What you are asked to do:
Your answer should be exactly the lines from the one that contains "Path::scale_about(self, sx, sy, pivot)" through the final line of the entries below, and nothing else.
::: Data for this task :::
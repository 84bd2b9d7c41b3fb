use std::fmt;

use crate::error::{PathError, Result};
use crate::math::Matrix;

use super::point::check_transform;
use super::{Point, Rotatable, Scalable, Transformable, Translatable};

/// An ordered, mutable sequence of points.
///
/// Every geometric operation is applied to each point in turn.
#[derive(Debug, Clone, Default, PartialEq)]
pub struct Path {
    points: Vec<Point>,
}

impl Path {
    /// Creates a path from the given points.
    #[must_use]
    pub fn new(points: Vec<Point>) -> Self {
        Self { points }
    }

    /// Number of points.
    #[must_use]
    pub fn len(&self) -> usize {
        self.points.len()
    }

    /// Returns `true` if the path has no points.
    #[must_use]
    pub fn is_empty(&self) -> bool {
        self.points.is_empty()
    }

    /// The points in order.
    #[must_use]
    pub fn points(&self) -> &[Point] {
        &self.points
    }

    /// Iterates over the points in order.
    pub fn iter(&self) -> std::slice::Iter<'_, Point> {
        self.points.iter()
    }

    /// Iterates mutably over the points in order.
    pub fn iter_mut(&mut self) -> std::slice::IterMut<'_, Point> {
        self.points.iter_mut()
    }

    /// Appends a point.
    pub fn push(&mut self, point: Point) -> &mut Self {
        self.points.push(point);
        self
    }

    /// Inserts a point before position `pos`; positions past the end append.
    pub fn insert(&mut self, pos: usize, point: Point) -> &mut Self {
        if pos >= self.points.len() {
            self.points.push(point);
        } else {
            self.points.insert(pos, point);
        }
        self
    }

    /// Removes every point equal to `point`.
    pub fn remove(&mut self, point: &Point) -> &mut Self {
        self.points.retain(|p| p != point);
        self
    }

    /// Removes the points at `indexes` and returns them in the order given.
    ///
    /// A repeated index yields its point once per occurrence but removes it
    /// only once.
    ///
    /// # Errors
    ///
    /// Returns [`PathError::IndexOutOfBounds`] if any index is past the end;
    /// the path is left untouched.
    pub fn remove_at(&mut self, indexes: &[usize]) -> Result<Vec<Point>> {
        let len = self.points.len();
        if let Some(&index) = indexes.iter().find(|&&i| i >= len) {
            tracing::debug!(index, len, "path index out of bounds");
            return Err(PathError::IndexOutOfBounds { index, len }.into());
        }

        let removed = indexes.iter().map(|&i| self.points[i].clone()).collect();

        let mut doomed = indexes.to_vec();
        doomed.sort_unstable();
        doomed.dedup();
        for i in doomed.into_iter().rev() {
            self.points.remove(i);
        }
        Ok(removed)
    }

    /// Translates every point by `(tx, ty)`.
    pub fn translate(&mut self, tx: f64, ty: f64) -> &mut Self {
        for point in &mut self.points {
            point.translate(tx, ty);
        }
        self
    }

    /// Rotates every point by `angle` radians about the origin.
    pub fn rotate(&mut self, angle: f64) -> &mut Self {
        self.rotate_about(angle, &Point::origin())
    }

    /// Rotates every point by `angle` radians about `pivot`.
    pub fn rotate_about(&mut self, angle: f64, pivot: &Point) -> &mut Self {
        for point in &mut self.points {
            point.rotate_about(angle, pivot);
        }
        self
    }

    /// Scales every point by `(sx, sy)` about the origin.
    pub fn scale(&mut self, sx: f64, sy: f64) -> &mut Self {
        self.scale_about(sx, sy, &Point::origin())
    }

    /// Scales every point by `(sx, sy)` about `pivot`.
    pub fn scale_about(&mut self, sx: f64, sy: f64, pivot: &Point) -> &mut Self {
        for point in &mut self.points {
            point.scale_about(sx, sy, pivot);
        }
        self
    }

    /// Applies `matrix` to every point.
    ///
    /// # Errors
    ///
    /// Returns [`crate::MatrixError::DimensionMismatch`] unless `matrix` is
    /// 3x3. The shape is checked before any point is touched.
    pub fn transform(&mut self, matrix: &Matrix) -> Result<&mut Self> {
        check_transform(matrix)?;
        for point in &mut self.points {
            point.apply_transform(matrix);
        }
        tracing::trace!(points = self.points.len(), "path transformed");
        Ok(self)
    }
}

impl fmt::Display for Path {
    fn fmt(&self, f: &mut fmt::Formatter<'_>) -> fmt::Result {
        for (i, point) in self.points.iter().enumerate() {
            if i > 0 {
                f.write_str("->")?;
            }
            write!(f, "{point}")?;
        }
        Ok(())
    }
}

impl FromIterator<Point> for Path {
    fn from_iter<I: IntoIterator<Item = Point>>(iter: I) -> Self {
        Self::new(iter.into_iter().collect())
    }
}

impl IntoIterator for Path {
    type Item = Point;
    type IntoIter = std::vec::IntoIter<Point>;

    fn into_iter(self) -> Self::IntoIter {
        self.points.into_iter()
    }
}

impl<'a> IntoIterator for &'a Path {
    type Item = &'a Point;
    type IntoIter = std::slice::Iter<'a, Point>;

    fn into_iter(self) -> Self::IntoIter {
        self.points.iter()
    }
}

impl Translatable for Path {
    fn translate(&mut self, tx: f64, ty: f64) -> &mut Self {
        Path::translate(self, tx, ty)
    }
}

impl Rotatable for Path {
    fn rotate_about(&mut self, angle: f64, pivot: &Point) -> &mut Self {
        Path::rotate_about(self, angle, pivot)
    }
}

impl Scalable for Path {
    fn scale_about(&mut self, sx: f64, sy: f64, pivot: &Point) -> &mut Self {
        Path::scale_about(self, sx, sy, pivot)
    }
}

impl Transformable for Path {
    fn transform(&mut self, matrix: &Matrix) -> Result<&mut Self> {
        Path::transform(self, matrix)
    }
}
:::
Task answer:
        Path::scale_about(self, sx, sy, pivot)
    }
}

impl Transformable for Path {
    fn transform(&mut self, matrix: &Matrix) -> Result<&mut Self> {
        Path::transform(self, matrix)
    }
}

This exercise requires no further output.